Ike’s loons-and-lobsters game plan

Follow the loons and find the lobsters – that would sum up Mike Iaconelli's Sunday game plan. Iaconelli believes loons are a better indicator than gulls for finding schools of blueback herring near the surface. He planned to run a series of pockets early looking for feeding loons that might lead him to some actively feeding bass.

 

"If you can get out there early and have 2, 3, 4 in your livewell, it's big," Iaconelli said at Saturday's weigh-in. "On a normal day, the cutoff time for that is 9 o'clock. It might extend another half-hour tomorrow because of the weather.

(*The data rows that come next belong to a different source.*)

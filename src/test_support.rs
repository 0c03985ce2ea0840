//! In-memory collaborators for unit tests.

use std::collections::{BTreeMap, HashMap, HashSet};
use std::sync::atomic::{AtomicBool, Ordering};
use std::sync::{mpsc, Mutex};
use std::time::SystemTime;

use crate::cache::{active_cache_keys, SnapshotStore};
use crate::error::Error;
use crate::model::{DeviceSnapshot, PluginId, PluginSnapshot};
use crate::sweep::{CacheStorage, CachedImage};

#[derive(Default)]
pub(crate) struct MemoryStore {
    devices: Mutex<Vec<DeviceSnapshot>>,
    plugins: Mutex<BTreeMap<PluginId, PluginSnapshot>>,
    fail: AtomicBool,
}

impl MemoryStore {
    pub(crate) fn new(devices: Vec<DeviceSnapshot>) -> Self {
        Self {
            devices: Mutex::new(devices),
            ..Default::default()
        }
    }

    pub(crate) fn insert_plugin(&self, plugin: PluginSnapshot) {
        self.plugins.lock().unwrap().insert(plugin.id, plugin);
    }

    pub(crate) fn plugin(&self, id: PluginId) -> Option<PluginSnapshot> {
        self.plugins.lock().unwrap().get(&id).cloned()
    }

    pub(crate) fn fail_reads(&self, fail: bool) {
        self.fail.store(fail, Ordering::SeqCst);
    }

    fn check(&self) -> Result<(), Error> {
        if self.fail.load(Ordering::SeqCst) {
            Err(Error::Store("store unavailable".to_string()))
        } else {
            Ok(())
        }
    }
}

impl SnapshotStore for MemoryStore {
    fn devices(&self) -> Result<Vec<DeviceSnapshot>, Error> {
        self.check()?;
        Ok(self.devices.lock().unwrap().clone())
    }

    fn plugin_cache_key(&self, plugin: PluginId) -> Result<Option<String>, Error> {
        self.check()?;
        Ok(self.plugin(plugin).and_then(|p| p.current_image))
    }

    fn set_plugin_cache_key(&self, plugin: PluginId, key: Option<&str>) -> Result<(), Error> {
        let mut plugins = self.plugins.lock().unwrap();
        let entry = plugins
            .entry(plugin)
            .or_insert_with(|| PluginSnapshot::new(plugin, None));
        entry.current_image = key.map(str::to_string);
        Ok(())
    }

    fn list_active_cache_keys(&self) -> Result<HashSet<String>, Error> {
        self.check()?;
        let devices = self.devices.lock().unwrap();
        let plugins = self.plugins.lock().unwrap();
        Ok(active_cache_keys(devices.iter(), plugins.values()))
    }
}

/// Wraps a [`MemoryStore`] and parks the first `devices()` call until released.
pub(crate) struct GatedStore {
    inner: MemoryStore,
    entered: Mutex<Option<mpsc::Sender<()>>>,
    release: Mutex<mpsc::Receiver<()>>,
}

/// Test-side handles for a [`GatedStore`].
pub(crate) struct Gate {
    pub(crate) entered: mpsc::Receiver<()>,
    pub(crate) release: mpsc::Sender<()>,
}

impl GatedStore {
    pub(crate) fn new(inner: MemoryStore) -> (Self, Gate) {
        let (entered_tx, entered_rx) = mpsc::channel();
        let (release_tx, release_rx) = mpsc::channel();
        let store = Self {
            inner,
            entered: Mutex::new(Some(entered_tx)),
            release: Mutex::new(release_rx),
        };
        let gate = Gate {
            entered: entered_rx,
            release: release_tx,
        };
        (store, gate)
    }

    pub(crate) fn inner(&self) -> &MemoryStore {
        &self.inner
    }
}

impl SnapshotStore for GatedStore {
    fn devices(&self) -> Result<Vec<DeviceSnapshot>, Error> {
        if let Some(entered) = self.entered.lock().unwrap().take() {
            entered.send(()).unwrap();
            self.release.lock().unwrap().recv().unwrap();
        }
        self.inner.devices()
    }

    fn plugin_cache_key(&self, plugin: PluginId) -> Result<Option<String>, Error> {
        self.inner.plugin_cache_key(plugin)
    }

    fn set_plugin_cache_key(&self, plugin: PluginId, key: Option<&str>) -> Result<(), Error> {
        self.inner.set_plugin_cache_key(plugin, key)
    }

    fn list_active_cache_keys(&self) -> Result<HashSet<String>, Error> {
        self.inner.list_active_cache_keys()
    }
}

#[derive(Default)]
pub(crate) struct MemoryStorage {
    files: Mutex<HashMap<String, SystemTime>>,
    failing: Mutex<HashSet<String>>,
}

impl MemoryStorage {
    pub(crate) fn insert(&self, key: &str, modified: SystemTime) {
        self.files.lock().unwrap().insert(key.to_string(), modified);
    }

    pub(crate) fn fail_delete(&self, key: &str) {
        self.failing.lock().unwrap().insert(key.to_string());
    }

    pub(crate) fn keys(&self) -> Vec<String> {
        let mut keys: Vec<String> = self.files.lock().unwrap().keys().cloned().collect();
        keys.sort();
        keys
    }
}

impl CacheStorage for MemoryStorage {
    fn list_cache_files(&self) -> Result<Vec<CachedImage>, Error> {
        let mut files: Vec<CachedImage> = self
            .files
            .lock()
            .unwrap()
            .iter()
            .map(|(key, modified)| CachedImage {
                key: key.clone(),
                modified: *modified,
            })
            .collect();
        files.sort_by(|a, b| a.key.cmp(&b.key));
        Ok(files)
    }

    fn delete_cache_file(&self, key: &str) -> Result<(), Error> {
        if self.failing.lock().unwrap().contains(key) {
            return Err(Error::Io(format!("permission denied: {}", key)));
        }
        self.files.lock().unwrap().remove(key);
        Ok(())
    }
}
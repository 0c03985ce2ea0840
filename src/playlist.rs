//! Playlist scheduling: which content item a device shows next.
//!
//! The scheduler walks playlists in the order the caller supplies and returns
//! the first item offered by the first playlist that is both enabled and
//! inside its active window. Whether a playlist is "active now" and which of
//! its items comes next is the playlist's business, expressed through the
//! [`Schedulable`] trait.

use std::fmt;

use chrono::NaiveDateTime;
use serde::{Deserialize, Serialize};

use crate::model::PluginId;
use crate::window::ActiveWindow;

/// Playlist primary key.
pub type PlaylistId = u64;

/// Playlist item primary key.
pub type PlaylistItemId = u64;

/// A playlist as seen by the scheduler.
pub trait Schedulable {
    /// Content item type handed out by the playlist.
    type Item;

    /// Whether the playlist is enabled at all.
    fn is_active(&self) -> bool;

    /// Whether the playlist's active window is open at `now`.
    fn is_active_now(&self, now: NaiveDateTime) -> bool;

    /// The next eligible item, if any.
    fn next_item(&self) -> Option<&Self::Item>;
}

/// A scheduling decision: the playlist that matched and the item it offered.
pub struct Selection<'a, P: Schedulable> {
    /// Playlist the item came from
    pub playlist: &'a P,
    /// Item to display
    pub item: &'a P::Item,
}

impl<P> fmt::Debug for Selection<'_, P>
where
    P: Schedulable + fmt::Debug,
    P::Item: fmt::Debug,
{
    fn fmt(&self, f: &mut fmt::Formatter<'_>) -> fmt::Result {
        f.debug_struct("Selection")
            .field("playlist", &self.playlist)
            .field("item", &self.item)
            .finish()
    }
}

/// Select the next item, along with the playlist it came from.
///
/// First match wins; later playlists are not consulted.
pub fn next_selection<P: Schedulable>(
    playlists: &[P],
    now: NaiveDateTime,
) -> Option<Selection<'_, P>> {
    playlists
        .iter()
        .filter(|playlist| playlist.is_active())
        .filter(|playlist| playlist.is_active_now(now))
        .find_map(|playlist| {
            playlist
                .next_item()
                .map(|item| Selection { playlist, item })
        })
}

/// Select the next item to display, or `None` when nothing qualifies.
///
/// # Example
///
/// ```
/// use chrono::NaiveDate;
/// use trmnl_engine::{next_item, PlaylistItemSnapshot, PlaylistSnapshot};
///
/// let playlists = vec![
///     PlaylistSnapshot::new(1).with_active(false).with_item(PlaylistItemSnapshot::new(10, 1)),
///     PlaylistSnapshot::new(2).with_item(PlaylistItemSnapshot::new(20, 2)),
/// ];
/// let now = NaiveDate::from_ymd_opt(2024, 1, 1).unwrap().and_hms_opt(9, 0, 0).unwrap();
///
/// assert_eq!(next_item(&playlists, now).map(|item| item.id), Some(20));
/// ```
pub fn next_item<P: Schedulable>(playlists: &[P], now: NaiveDateTime) -> Option<&P::Item> {
    let selection = next_selection(playlists, now)?;
    Some(selection.item)
}

/// A device playlist.
#[derive(Debug, Clone, Default, Serialize, Deserialize)]
pub struct PlaylistSnapshot {
    /// Playlist ID
    pub id: PlaylistId,

    /// Playlist name
    #[serde(default)]
    pub name: Option<String>,

    /// Whether the playlist is enabled
    #[serde(default = "default_true")]
    pub is_active: bool,

    /// Weekly window in which the playlist plays (None = always)
    #[serde(default)]
    pub active_window: Option<ActiveWindow>,

    /// Refresh interval in seconds while this playlist is playing
    #[serde(default)]
    pub refresh_time: Option<u32>,

    /// Items in display order
    #[serde(default)]
    pub items: Vec<PlaylistItemSnapshot>,
}

fn default_true() -> bool {
    true
}

impl PlaylistSnapshot {
    /// Create an enabled, always-active, empty playlist.
    pub fn new(id: PlaylistId) -> Self {
        Self {
            id,
            is_active: true,
            ..Default::default()
        }
    }

    /// Enable or disable the playlist.
    #[must_use]
    pub fn with_active(mut self, active: bool) -> Self {
        self.is_active = active;
        self
    }

    /// Restrict the playlist to a weekly window.
    #[must_use]
    pub fn with_window(mut self, window: ActiveWindow) -> Self {
        self.active_window = Some(window);
        self
    }

    /// Set the refresh interval used while this playlist plays.
    #[must_use]
    pub fn with_refresh_time(mut self, seconds: u32) -> Self {
        self.refresh_time = Some(seconds);
        self
    }

    /// Append an item.
    #[must_use]
    pub fn with_item(mut self, item: PlaylistItemSnapshot) -> Self {
        self.items.push(item);
        self
    }
}

impl Schedulable for PlaylistSnapshot {
    type Item = PlaylistItemSnapshot;

    fn is_active(&self) -> bool {
        self.is_active
    }

    fn is_active_now(&self, now: NaiveDateTime) -> bool {
        match &self.active_window {
            Some(window) => window.is_open_at(now),
            None => true,
        }
    }

    /// Rotates through active items: never-shown items first in display
    /// order, then the least recently shown.
    fn next_item(&self) -> Option<&PlaylistItemSnapshot> {
        self.items
            .iter()
            .filter(|item| item.is_active)
            .min_by_key(|item| {
                (
                    item.last_displayed_at.is_some(),
                    item.last_displayed_at,
                    item.order,
                    item.id,
                )
            })
    }
}

/// A content item inside a playlist.
#[derive(Debug, Clone, PartialEq, Eq, Serialize, Deserialize)]
pub struct PlaylistItemSnapshot {
    /// Item ID
    pub id: PlaylistItemId,

    /// Plugin rendered for this item
    pub plugin_id: PluginId,

    /// Position within the playlist
    #[serde(default)]
    pub order: u32,

    /// Whether the item is eligible for display
    #[serde(default = "default_true")]
    pub is_active: bool,

    /// When the item was last shown
    #[serde(default)]
    pub last_displayed_at: Option<NaiveDateTime>,
}

impl PlaylistItemSnapshot {
    /// Create an active, never-displayed item.
    pub fn new(id: PlaylistItemId, plugin_id: PluginId) -> Self {
        Self {
            id,
            plugin_id,
            order: 0,
            is_active: true,
            last_displayed_at: None,
        }
    }

    /// Set the display order.
    #[must_use]
    pub fn with_order(mut self, order: u32) -> Self {
        self.order = order;
        self
    }

    /// Enable or disable the item.
    #[must_use]
    pub fn with_active(mut self, active: bool) -> Self {
        self.is_active = active;
        self
    }

    /// Record when the item was last displayed.
    #[must_use]
    pub fn displayed_at(mut self, at: NaiveDateTime) -> Self {
        self.last_displayed_at = Some(at);
        self
    }
}

#[cfg(test)]
mod tests {
    use super::*;
    use crate::window::{DaySelector, TimeWindow};
    use chrono::{NaiveDate, NaiveTime};

    fn at(h: u32, m: u32) -> NaiveDateTime {
        // 2024-01-01 is a Monday
        NaiveDate::from_ymd_opt(2024, 1, 1)
            .unwrap()
            .and_hms_opt(h, m, 0)
            .unwrap()
    }

    fn window(from: (u32, u32), until: (u32, u32)) -> ActiveWindow {
        ActiveWindow {
            days: DaySelector::default(),
            time: TimeWindow::new(
                NaiveTime::from_hms_opt(from.0, from.1, 0).unwrap(),
                NaiveTime::from_hms_opt(until.0, until.1, 0).unwrap(),
            ),
        }
    }

    #[test]
    fn test_first_active_playlist_wins() {
        let playlists = vec![
            PlaylistSnapshot::new(1).with_item(PlaylistItemSnapshot::new(10, 100)),
            PlaylistSnapshot::new(2).with_item(PlaylistItemSnapshot::new(20, 200)),
        ];
        let item = next_item(&playlists, at(9, 0)).unwrap();
        assert_eq!(item.id, 10);
    }

    #[test]
    fn test_skips_disabled_and_closed_playlists() {
        let playlists = vec![
            PlaylistSnapshot::new(1)
                .with_active(false)
                .with_item(PlaylistItemSnapshot::new(10, 100)),
            PlaylistSnapshot::new(2)
                .with_window(window((18, 0), (22, 0)))
                .with_item(PlaylistItemSnapshot::new(20, 200)),
            PlaylistSnapshot::new(3)
                .with_window(window((8, 0), (12, 0)))
                .with_item(PlaylistItemSnapshot::new(30, 300)),
        ];
        let selection = next_selection(&playlists, at(9, 0)).unwrap();
        assert_eq!(selection.playlist.id, 3);
        assert_eq!(selection.item.id, 30);

        let debug = format!("{selection:?}");
        assert!(debug.starts_with("Selection {"));
        assert!(debug.contains("PlaylistItemSnapshot { id: 30"));
    }

    #[test]
    fn test_falls_through_playlist_without_items() {
        let playlists = vec![
            PlaylistSnapshot::new(1),
            PlaylistSnapshot::new(2)
                .with_item(PlaylistItemSnapshot::new(20, 200).with_active(false)),
            PlaylistSnapshot::new(3).with_item(PlaylistItemSnapshot::new(30, 300)),
        ];
        assert_eq!(next_item(&playlists, at(9, 0)).map(|i| i.id), Some(30));
    }

    #[test]
    fn test_no_content() {
        let empty: Vec<PlaylistSnapshot> = vec![];
        assert!(next_item(&empty, at(9, 0)).is_none());

        let closed = vec![PlaylistSnapshot::new(1)
            .with_window(window((18, 0), (22, 0)))
            .with_item(PlaylistItemSnapshot::new(10, 100))];
        assert!(next_item(&closed, at(9, 0)).is_none());
    }

    #[test]
    fn test_overnight_playlist_window() {
        let playlists = vec![PlaylistSnapshot::new(1)
            .with_window(window((22, 0), (6, 0)))
            .with_item(PlaylistItemSnapshot::new(10, 100))];
        assert!(next_item(&playlists, at(23, 30)).is_some());
        assert!(next_item(&playlists, at(5, 59)).is_some());
        assert!(next_item(&playlists, at(6, 0)).is_none());
    }

    #[test]
    fn test_deterministic() {
        let playlists = vec![PlaylistSnapshot::new(1)
            .with_item(PlaylistItemSnapshot::new(10, 100).with_order(2))
            .with_item(PlaylistItemSnapshot::new(11, 101).with_order(1))];
        let first = next_item(&playlists, at(9, 0)).cloned();
        let second = next_item(&playlists, at(9, 0)).cloned();
        assert_eq!(first, second);
        assert_eq!(first.map(|i| i.id), Some(11));
    }

    #[test]
    fn test_item_rotation() {
        let playlist = PlaylistSnapshot::new(1)
            .with_item(
                PlaylistItemSnapshot::new(10, 100)
                    .with_order(0)
                    .displayed_at(at(8, 0)),
            )
            .with_item(
                PlaylistItemSnapshot::new(11, 101)
                    .with_order(1)
                    .displayed_at(at(7, 0)),
            )
            .with_item(
                PlaylistItemSnapshot::new(12, 102)
                    .with_order(2)
                    .displayed_at(at(8, 30)),
            );
        // Least recently displayed
        assert_eq!(playlist.next_item().map(|i| i.id), Some(11));

        let playlist = playlist.with_item(PlaylistItemSnapshot::new(13, 103).with_order(3));
        // Never displayed beats everything
        assert_eq!(playlist.next_item().map(|i| i.id), Some(13));
    }

    #[test]
    fn test_playlist_from_json() {
        let json = r#"{
            "id": 4,
            "active_window": {"days": "weekdays", "from": "09:00", "until": "17:00"},
            "refresh_time": 600,
            "items": [{"id": 1, "plugin_id": 9, "order": 0}]
        }"#;
        let playlist: PlaylistSnapshot = serde_json::from_str(json).unwrap();
        assert!(playlist.is_active);
        assert_eq!(playlist.refresh_time, Some(600));
        assert!(playlist.is_active_now(at(10, 0)));
        assert!(!playlist.is_active_now(at(18, 0)));
        // 2024-01-06 is a Saturday
        let saturday = NaiveDate::from_ymd_opt(2024, 1, 6)
            .unwrap()
            .and_hms_opt(10, 0, 0)
            .unwrap();
        assert!(!playlist.is_active_now(saturday));
        assert!(playlist.items[0].is_active);
    }
}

It's all determined by the bait."

 

Then the grind begins: Making one or two casts on the key piece of structure in 50 to 60 brushpiles located 20 to 40 feet deep. Seriously, 50 to 60 in one day. He's got waypoints marked on all of them. That's what he's been doing this week.

 

Iaconelli found giant crawfish — in his word, "lobsters" — in the throats of bass he caught in pre-practice in December. By concentrating on the bass feeding on crawfish, he thinks the nomadic blueback herring are taken out of the equation once he starts working the brushpiles. If the bluebacks show up, they can "sweeten the deal," but he's not dependent on them.

 

However, it can be a long grind between bites. He went almost three hours Saturday before two "good ones" helped him to a limit weighing 16-9. Ike finished one bass short of a limit Friday.